╭─ DATASET RECORDS

// Ranging line grammar. One device emission per line:
//
//   single block:  "<addr><rest>|<distance>|<power>"
//   pair:          "<block>_<block>"
//
// The tag address is the first five characters of the first field. A
// distance field equal to the timeout marker means the device gave up on
// that tag; it parses into a measurement with `valid = false` rather than an
// error. Anything else that does not fit the grammar is malformed.

use serde::{Deserialize, Serialize};

use crate::error::RangingError;
use crate::types::{current_timestamp, Stamped};

/// Distance field emitted by the device when a tag did not answer in time.
pub const TIMEOUT_MARKER: &str = "Timed out!";

/// Number of leading characters of the first field that carry the address.
const ADDRESS_LEN: usize = 5;

/// One distance measurement to a single anchor.
#[derive(Clone, Debug, PartialEq, Serialize, Deserialize)]
pub struct RangingMeasurement {
    pub tag_address: String,
    /// Metres. Zero when `valid` is false.
    pub distance: f64,
    /// Received signal power as reported by the device.
    pub power: f64,
    /// False iff the device reported a timeout for this tag.
    pub valid: bool,
    pub timestamp: f64,
}

impl RangingMeasurement {
    pub fn new(tag_address: &str, distance: f64, power: f64) -> Self {
        Self {
            tag_address: tag_address.to_string(),
            distance,
            power,
            valid: true,
            timestamp: current_timestamp(),
        }
    }

    /// The device-reported timeout sentinel. Not an error.
    pub fn timed_out() -> Self {
        Self {
            tag_address: "none".to_string(),
            distance: 0.0,
            power: 0.0,
            valid: false,
            timestamp: current_timestamp(),
        }
    }

    /// Parse one `|`-delimited block.
    pub fn parse(block: &str) -> Result<Self, RangingError> {
        let fields: Vec<&str> = block.split('|').collect();
        if fields.len() < 2 {
            return Err(RangingError::Malformed(block.to_string()));
        }
        if fields[1] == TIMEOUT_MARKER {
            return Ok(Self::timed_out());
        }

        let tag_address: String = fields[0].chars().take(ADDRESS_LEN).collect();
        let distance: f64 = fields[1]
            .trim()
            .parse()
            .map_err(|_| RangingError::Malformed(block.to_string()))?;
        let power: f64 = fields
            .get(2)
            .ok_or_else(|| RangingError::Malformed(block.to_string()))?
            .trim()
            .parse()
            .map_err(|_| RangingError::Malformed(block.to_string()))?;

        Ok(Self::new(&tag_address, distance, power))
    }
}

impl Stamped for RangingMeasurement {
    fn timestamp(&self) -> f64 {
        self.timestamp
    }
}

impl std::fmt::Display for RangingMeasurement {
    fn fmt(&self, f: &mut std::fmt::Formatter<'_>) -> std::fmt::Result {
        let validity = if self.valid { "valid" } else { "invalid" };
        write!(f, "{} {} {} {}", self.tag_address, self.distance, self.power, validity)
    }
}

/// The two measurements of one ranging cycle: nearest anchor first.
#[derive(Clone, Debug, PartialEq, Serialize, Deserialize)]
pub struct RangingPair {
    pub nearest: RangingMeasurement,
    pub second: RangingMeasurement,
}

impl RangingPair {
    pub fn new(nearest: RangingMeasurement, second: RangingMeasurement) -> Self {
        Self { nearest, second }
    }

    /// Parse a full pair line (two `_`-joined blocks).
    pub fn parse(line: &str) -> Result<Self, RangingError> {
        let blocks: Vec<&str> = line.split('_').collect();
        if blocks.len() < 2 {
            return Err(RangingError::Malformed(line.to_string()));
        }
        Ok(Self::new(
            RangingMeasurement::parse(blocks[0])?,
            RangingMeasurement::parse(blocks[1])?,
        ))
    }
}

impl std::fmt::Display for RangingPair {
    fn fmt(&self, f: &mut std::fmt::Formatter<'_>) -> std::fmt::Result {
        write!(f, "Nearest: {}\nSecond: {}", self.nearest, self.second)
    }
}

#[cfg(test)]
mod tests {
    use super::*;

    #[test]
    fn parses_well_formed_pair_line() {
        let pair = RangingPair::parse("AA:05rest|12.34|5.6_BB:02rest|9.87|4.3").unwrap();
        assert_eq!(pair.nearest.tag_address, "AA:05");
        assert_eq!(pair.nearest.distance, 12.34);
        assert_eq!(pair.nearest.power, 5.6);
        assert!(pair.nearest.valid);
        assert_eq!(pair.second.tag_address, "BB:02");
        assert_eq!(pair.second.distance, 9.87);
    }

    #[test]
    fn single_block_line_is_malformed() {
        let err = RangingPair::parse("AA:05rest|12.34|5.6").unwrap_err();
        assert!(matches!(err, RangingError::Malformed(_)));
    }

    #[test]
    fn too_few_fields_is_malformed() {
        assert!(matches!(
            RangingMeasurement::parse("AA:05rest"),
            Err(RangingError::Malformed(_))
        ));
        assert!(matches!(
            RangingMeasurement::parse("AA:05|not-a-number|1.0"),
            Err(RangingError::Malformed(_))
        ));
        assert!(matches!(
            RangingMeasurement::parse("AA:05|12.0"),
            Err(RangingError::Malformed(_))
        ));
    }

    #[test]
    fn timeout_marker_is_a_sentinel_not_an_error() {
        let measurement = RangingMeasurement::parse("AA:05rest|Timed out!|0").unwrap();
        assert!(!measurement.valid);
        assert_eq!(measurement.distance, 0.0);

        // Also inside a pair.
        let pair = RangingPair::parse("AA:05|Timed out!_BB:02x|3.5|1.0").unwrap();
        assert!(!pair.nearest.valid);
        assert!(pair.second.valid);
        assert_eq!(pair.second.tag_address, "BB:02");
    }

    #[test]
    fn record_line_format() {
        let measurement = RangingMeasurement::new("AA:05", 12.5, -80.0);
        assert_eq!(measurement.to_string(), "AA:05 12.5 -80 valid");
        assert_eq!(RangingMeasurement::timed_out().to_string(), "none 0 0 invalid");
    }
}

╰─

*GOAL OF THE EXERCISE*:
Lines in the records that hold the word "Display" are to be counted; give only the total.

*RESULT*:
2